She was in the most delicious silver silk dress he’d ever seen. Her blond hair was dressed in tousled curls that clung to
her neck. She had breasts like pomegranates and
a smile of pure delight at seeing him. Her hands were out, the wrists heavy with diamond bracelets he had bought her himself.

A sense of inevitability washed over him, and he felt like cursing. Instead, he took those delicate little hands and smiled.
“Minette, my love. You’ve come.”

Chapter 13

G
race began to hear the rumors of Diccan’s dalliance within days. She might have withstood it better if she hadn’t felt so
blindsided. After all, she had just had the best two weeks of her life. She and Diccan had shared company and interests and
laughter. He’d even kissed her, and not pecks on the cheek. Long, languorous matings of mouth and breath and tongue. She thought
he had shared her hope for their future.

It might have even been easier if the rumors had merely been salacious whispers:
Did you hear who Diccan Hilliard was seen with
? She might have discounted those as no more than the irresistible lure of gossip. But this gossip came with patently false
looks of commiseration.
Well, it didn’t take him long, did it? Poor thing. I hope she didn’t expect any better.

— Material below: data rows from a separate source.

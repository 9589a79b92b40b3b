//! CNI address auto-detection
//!
//! A single-node cluster ships Calico with `IP_AUTODETECTION_METHOD` set to
//! `first-found`. Once a second node joins, nodes with several interfaces
//! must pick the one that reaches their peers, so the manifest is switched to
//! `can-reach=<host>` and re-applied.

use tracing::info;

use crate::config::StatePaths;
use crate::error::io_state;
use crate::exec::{argv, CommandRunner};
use crate::Result;

const FIRST_FOUND: &str = r#""first-found""#;

/// Replace `first-found` address detection with `can-reach` against `host`
pub fn patch_autodetection(manifest: &str, host: &str) -> String {
    manifest.replace(FIRST_FOUND, &format!(r#""can-reach={host}""#))
}

/// Patch the CNI manifest on disk and apply it to the cluster
pub async fn apply_can_reach_detection(
    paths: &StatePaths,
    runner: &dyn CommandRunner,
    host: &str,
) -> Result<()> {
    let manifest_path = paths.cni_manifest();
    let manifest = tokio::fs::read_to_string(&manifest_path)
        .await
        .map_err(|e| io_state("read CNI configuration", e))?;

    let patched = patch_autodetection(&manifest, host);
    if patched != manifest {
        tokio::fs::write(&manifest_path, patched)
            .await
            .map_err(|e| io_state("update CNI configuration", e))?;
        info!(host, "Switched CNI address detection to can-reach");
    }

    let kubectl = paths.kubectl().display().to_string();
    let manifest_arg = manifest_path.display().to_string();
    runner
        .run(&argv([kubectl.as_str(), "apply", "-f", manifest_arg.as_str()]))
        .await
        .map_err(|e| e.within("apply CNI configuration"))
}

She didn’t say anything. After all, Diccan had done the honorable thing and married her. He continued to accompany her to
society events, even if he became a bit more distant and tense each day. No one could realistically ask
him to do more. He certainly couldn’t be held responsible for the crumbling of Grace’s unrealistic hopes. Grace was certain
he hadn’t even realized she’d nurtured them.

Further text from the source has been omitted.